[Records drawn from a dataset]
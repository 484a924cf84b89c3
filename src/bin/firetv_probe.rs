use chrono::Utc;

use firetv_watcher::app::ProbeReport;
use firetv_watcher::domain::events::on_off;
use firetv_watcher::domain::models::{media_label, power_status_code};

fn main() {
    let report = match firetv_watcher::app::run_probe() {
        Ok(report) => report,
        Err(err) => {
            eprintln!("probe failed: {err}");
            std::process::exit(1);
        }
    };

    print_report(&report);

    if !report.link_up {
        std::process::exit(2);
    }
}

fn print_report(report: &ProbeReport) {
    println!("[{}] link: {}", Utc::now().to_rfc3339(), up_down(report.link_up));

    let Some(sample) = &report.sample else {
        println!("  device not reachable, no signals collected");
        return;
    };

    println!(
        "  Power status: {} | Display: {}",
        power_status_code(sample.power_status),
        match sample.display_on {
            Some(on) => on_off(on),
            None => "n/a",
        }
    );
    println!(
        "  Media: {} | App: {}",
        media_label(sample.media_state),
        sample.foreground_app.as_deref().unwrap_or("n/a")
    );

    match sample.net_counters {
        Some(counters) => println!(
            "  Counters: rx={} B tx={} B",
            counters.received_bytes, counters.sent_bytes
        ),
        None => println!("  Counters: n/a"),
    }

    println!(
        "  Traffic: in={:.1} kbps out={:.1} kbps",
        report.throughput.kbps_in, report.throughput.kbps_out
    );
    for warning in &report.throughput.warnings {
        println!("  Warning: {warning:?}");
    }

    if let Some(inference) = &report.inference {
        println!(
            "  TV: {} (via {:?})",
            on_off(inference.device_on),
            inference.reason
        );
    }
}

fn up_down(value: bool) -> &'static str {
    if value { "up" } else { "down" }
}
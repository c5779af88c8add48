//! SQLite storage bootstrap and schema migration entry points.
//!
//! # Responsibility
//! - Open and configure the SQLite connection backing the persisted store.
//! - Apply schema migrations in deterministic order.
//!
//! # Invariants
//! - Migration version is tracked via `PRAGMA user_version`.
//! - Collections must not be read or written before migrations succeed.

use std::error::Error;
use std::fmt::{Display, Formatter};

pub mod migrations;
mod open;

pub use open::{open_db, open_db_in_memory};

pub type DbResult<T> = Result<T, DbError>;

/// Storage bootstrap failure, tagged with the step that failed.
#[derive(Debug)]
pub enum DbError {
    /// Connecting to, configuring or inspecting `target` failed. `target` is
    /// the file path, or `:memory:`.
    Open {
        target: String,
        source: rusqlite::Error,
    },
    /// A migration step failed and the whole run was rolled back.
    Migration {
        version: u32,
        name: &'static str,
        source: rusqlite::Error,
    },
    /// The file was written by a newer build; it is left untouched.
    SchemaTooNew { found: u32, supported: u32 },
    /// Statement failure outside a named step.
    Sqlite(rusqlite::Error),
}

impl DbError {
    /// Attaches the opened target to a bare SQLite failure.
    pub(crate) fn at_target(self, target: &str) -> Self {
        match self {
            Self::Sqlite(source) => Self::Open {
                target: target.to_string(),
                source,
            },
            other => other,
        }
    }
}

impl Display for DbError {
    fn fmt(&self, f: &mut Formatter<'_>) -> std::fmt::Result {
        match self {
            Self::Open { target, source } => {
                write!(f, "cannot open gracechms store at {target}: {source}")
            }
            Self::Migration {
                version,
                name,
                source,
            } => write!(f, "migration {version} ({name}) failed: {source}"),
            Self::SchemaTooNew { found, supported } => write!(
                f,
                "store schema version {found} is newer than this build supports ({supported})"
            ),
            Self::Sqlite(source) => write!(f, "{source}"),
        }
    }
}

impl Error for DbError {
    fn source(&self) -> Option<&(dyn Error + 'static)> {
        match self {
            Self::Open { source, .. } | Self::Migration { source, .. } | Self::Sqlite(source) => {
                Some(source)
            }
            Self::SchemaTooNew { .. } => None,
        }
    }
}

impl From<rusqlite::Error> for DbError {
    fn from(value: rusqlite::Error) -> Self {
        Self::Sqlite(value)
    }
}
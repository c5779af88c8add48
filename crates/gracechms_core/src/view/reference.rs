//! Reference pages loaded from an external content source.
//!
//! Rendering only names the page; the application controller tags the load
//! with the render generation and splices the result in when it settles.

use crate::reference::ReferenceError;
use crate::router::ViewId;
use crate::view::{Block, RenderContext, Screen};

pub const LOADING_MESSAGE: &str = "Loading…";
pub const UNSPECIFIED_MESSAGE: &str = "Reference page not specified.";

pub fn render(ctx: &RenderContext<'_>) -> Screen {
    let name = ctx.params.get("name");
    if name.is_empty() {
        return Screen::placeholder(ViewId::Reference, "Reference", UNSPECIFIED_MESSAGE);
    }
    let mut screen = Screen::placeholder(ViewId::Reference, name, LOADING_MESSAGE);
    screen.fetch = Some(name.to_string());
    screen
}

/// Replaces the loading placeholder with the settled content.
pub fn settle(screen: &mut Screen, result: Result<String, ReferenceError>) {
    screen.blocks = vec![match result {
        Ok(html) => Block::Markup { html },
        Err(err) => Block::Placeholder {
            message: err.placeholder(),
        },
    }];
}
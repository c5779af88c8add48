//! Landing dashboard: headline counts and the next events.

use crate::model::calendar::{format_local_datetime, is_same_calendar_day, weekday_badge};
use crate::model::money::{format_cents, total_cents};
use crate::model::records::{Attendance, Donation, Event, Group, Member};
use crate::router::ViewId;
use crate::view::events::sorted_by_start;
use crate::view::{Block, ListItem, RenderContext, Screen};
use log::warn;

const UPCOMING_LIMIT: usize = 5;
const UNAVAILABLE: &str = "—";

pub fn render(ctx: &RenderContext<'_>) -> Screen {
    let members = ctx.store.get::<Member>();
    let attendance = ctx.store.get::<Attendance>();
    let donations = ctx.store.get::<Donation>();
    let groups = ctx.store.get::<Group>();
    let events = ctx.store.get::<Event>();

    let today = attendance
        .iter()
        .filter(|record| is_same_calendar_day(&record.checked_in_at, &ctx.now))
        .count();
    let giving_total = match total_cents(donations.iter().map(|donation| donation.amount)) {
        Some(total) => format_cents(total),
        None => {
            warn!("event=giving_total module=view status=overflow donations={}", donations.len());
            UNAVAILABLE.to_string()
        }
    };

    let upcoming = sorted_by_start(&events)
        .into_iter()
        .take(UPCOMING_LIMIT)
        .map(|event| {
            let campus = &event.campus;
            ListItem::new(&event.id, &event.title)
                .subtitle(format!(
                    "{} • {campus}",
                    format_local_datetime(&event.start, &ctx.now)
                ))
                .badge(weekday_badge(&event.start, &ctx.now))
                .link(format!("/event/{}", event.id))
        })
        .collect();

    Screen::new(ViewId::Dashboard, "Dashboard")
        .block(Block::stat("members-count", "Members", members.len().to_string()))
        .block(Block::stat("attendance-count", "Checked in today", today.to_string()))
        .block(Block::stat("giving-total", "Giving", giving_total))
        .block(Block::stat("groups-count", "Groups", groups.len().to_string()))
        .block(Block::heading("Upcoming events"))
        .block(Block::list("upcoming-events", upcoming))
}
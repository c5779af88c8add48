//! Mostly static pages: service planner, profile, login, settings, kiosk.

use crate::model::records::Member;
use crate::router::ViewId;
use crate::store::StoreResult;
use crate::view::members::or_dash;
use crate::view::{
    ActionContext, ActionKind, Block, Effect, FieldKind, FormSpec, RenderContext, Screen,
    UiAction,
};

pub fn render_service(_ctx: &RenderContext<'_>) -> Screen {
    Screen::new(ViewId::Service, "Service Planner")
        .block(Block::muted("Plan upcoming services."))
        .action(ActionKind::NewServicePlan, "New plan")
}

pub fn handle_service(_ctx: &mut ActionContext<'_>, action: UiAction) -> StoreResult<Vec<Effect>> {
    Ok(match action {
        UiAction::NewServicePlan => vec![Effect::alert(
            "Create service plan — backend required for full functionality",
        )],
        _ => Vec::new(),
    })
}

/// Shows the first member as the signed-in profile.
pub fn render_profile(ctx: &RenderContext<'_>) -> Screen {
    let members = ctx.store.get::<Member>();
    let screen = Screen::new(ViewId::Profile, "Profile");
    match members.first() {
        Some(me) => screen
            .block(Block::heading(me.full_name()))
            .block(Block::text(format!("Email: {}", or_dash(&me.email))))
            .block(Block::text(format!("Phone: {}", or_dash(&me.phone)))),
        None => screen
            .block(Block::heading("User"))
            .block(Block::text("Email: —"))
            .block(Block::text("Phone: —")),
    }
}

pub fn render_login(_ctx: &RenderContext<'_>) -> Screen {
    Screen::new(ViewId::Login, "Sign in")
        .block(Block::Form {
            form: FormSpec::new("Sign in", "Sign in")
                .field("email", "Email", FieldKind::Email)
                .field("password", "Password", FieldKind::Password),
        })
        .action(ActionKind::Login, "Sign in")
}

/// Accepts any credentials and returns to the dashboard.
pub fn handle_login(_ctx: &mut ActionContext<'_>, action: UiAction) -> StoreResult<Vec<Effect>> {
    Ok(match action {
        UiAction::Login { .. } => vec![
            Effect::alert("Login simulated (no auth)"),
            Effect::Navigate {
                path: "/".to_string(),
            },
        ],
        _ => Vec::new(),
    })
}

pub fn render_settings(_ctx: &RenderContext<'_>) -> Screen {
    Screen::new(ViewId::Settings, "Settings").block(Block::muted(
        "Data is stored on this device only.",
    ))
}

pub fn render_kiosk(_ctx: &RenderContext<'_>) -> Screen {
    Screen::new(ViewId::Kiosk, "Check-in Kiosk")
        .block(Block::muted("Tap to check in."))
        .action(ActionKind::KioskCheckIn, "Check in")
}

pub fn handle_kiosk(_ctx: &mut ActionContext<'_>, action: UiAction) -> StoreResult<Vec<Effect>> {
    Ok(match action {
        UiAction::KioskCheckIn => vec![Effect::alert("Kiosk check-in simulated")],
        _ => Vec::new(),
    })
}
//! Small groups with leader display resolved against the member directory.

use crate::id::IdGenerator;
use crate::modal::{Modal, SaveHandler, SaveOutcome};
use crate::model::records::{find_member, Group, Member};
use crate::router::ViewId;
use crate::store::{Store, StoreResult};
use crate::view::{
    matches_query, ActionContext, ActionKind, Block, Effect, FieldKind, FormSpec, FormValues,
    ListItem, RenderContext, Screen, UiAction,
};

pub fn render(ctx: &RenderContext<'_>) -> Screen {
    let groups = ctx.store.get::<Group>();
    let members = ctx.store.get::<Member>();
    let items = groups
        .iter()
        .filter(|group| matches_query(&group.name, &ctx.state.query))
        .map(|group| {
            ListItem::new(&group.id, &group.name)
                .subtitle(format!("Leader: {}", leader_label(&members, &group.leader)))
        })
        .collect();

    Screen::new(ViewId::Groups, "Groups")
        .block(Block::search("Search groups", &ctx.state.query))
        .block(Block::list("groups-list", items))
        .action(ActionKind::Filter, "Search")
        .action(ActionKind::OpenCreate, "New Group")
}

pub fn handle(ctx: &mut ActionContext<'_>, action: UiAction) -> StoreResult<Vec<Effect>> {
    match action {
        UiAction::Filter { query } => ctx.state.query = query,
        UiAction::OpenCreate => ctx.modal.open(
            Modal::Form {
                form: FormSpec::new("New Group", "Save")
                    .field("name", "Name", FieldKind::Text)
                    .field("leader", "Leader ID", FieldKind::Text),
            },
            Some(SaveHandler::NewGroup),
        ),
        _ => {}
    }
    Ok(Vec::new())
}

pub fn save_group(store: &Store, ids: &IdGenerator, values: &FormValues) -> StoreResult<SaveOutcome> {
    store.update::<Group, _>(|groups| {
        let id = ids.new_record_id(groups);
        groups.push(Group {
            id: id.clone(),
            name: values.get("name").to_string(),
            leader: values.get("leader").to_string(),
        });
        SaveOutcome::Saved(id)
    })
}

/// `—` for no leader, `Unknown` for a dangling id, else the member's name.
fn leader_label(members: &[Member], leader: &str) -> String {
    if leader.is_empty() {
        return "—".to_string();
    }
    find_member(members, leader)
        .map(Member::full_name)
        .unwrap_or_else(|| "Unknown".to_string())
}
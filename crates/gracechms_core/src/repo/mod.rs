//! Repository layer abstractions and persistence implementations.
//!
//! # Responsibility
//! - Define the raw key-value contract the store is written against.
//! - Isolate SQLite details from store and view orchestration.
//!
//! # Invariants
//! - Repositories never interpret stored values; decoding belongs to the store.

pub mod kv_repo;
//! Record id generation.
//!
//! # Invariants
//! - Ids have the form `<prefix>_<time><suffix>` where `time` is epoch
//!   milliseconds in base36 and `suffix` is eight random base36 characters.
//! - Two ids can only collide when minted in the same millisecond with equal
//!   random suffixes (one in 36^8 per pair). Saves additionally check
//!   the target collection and redraw on a clash.

use crate::model::collection::Collection;
use chrono::Utc;
use uuid::Uuid;

const SUFFIX_LEN: usize = 8;
const SUFFIX_SPACE: u128 = 36u128.pow(SUFFIX_LEN as u32);
const BASE36: &[u8; 36] = b"0123456789abcdefghijklmnopqrstuvwxyz";
const MAX_REDRAWS: usize = 16;

/// Mints record ids from wall-clock time plus randomness.
#[derive(Debug, Clone, Copy, Default)]
pub struct IdGenerator;

impl IdGenerator {
    pub fn new() -> Self {
        Self
    }

    /// Returns a fresh id for `prefix`, e.g. `m_mgq3x1k0a9f2kq7z`.
    pub fn new_id(&self, prefix: &str) -> String {
        let millis = u64::try_from(Utc::now().timestamp_millis()).unwrap_or_default();
        let random = Uuid::new_v4().as_u128() % SUFFIX_SPACE;
        format!(
            "{prefix}_{}{:0>width$}",
            to_base36(u128::from(millis)),
            to_base36(random),
            width = SUFFIX_LEN
        )
    }

    /// Returns an id for a new record of `C` not present in `existing`.
    pub fn new_record_id<C: Collection>(&self, existing: &[C]) -> String {
        let prefix = C::KEY.id_prefix();
        let mut candidate = self.new_id(prefix);
        for _ in 0..MAX_REDRAWS {
            if !existing.iter().any(|record| record.id() == candidate) {
                break;
            }
            log::warn!(
                "event=id_collision module=id status=retry collection={}",
                C::KEY
            );
            candidate = self.new_id(prefix);
        }
        candidate
    }
}

fn to_base36(mut value: u128) -> String {
    if value == 0 {
        return "0".to_string();
    }
    let mut digits = Vec::new();
    while value > 0 {
        digits.push(BASE36[(value % 36) as usize]);
        value /= 36;
    }
    digits.reverse();
    String::from_utf8(digits).unwrap_or_default()
}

Task prompt
Checking each line above, count the ones that hold the word "generation" and state the total alone.

Answer to the exercise
2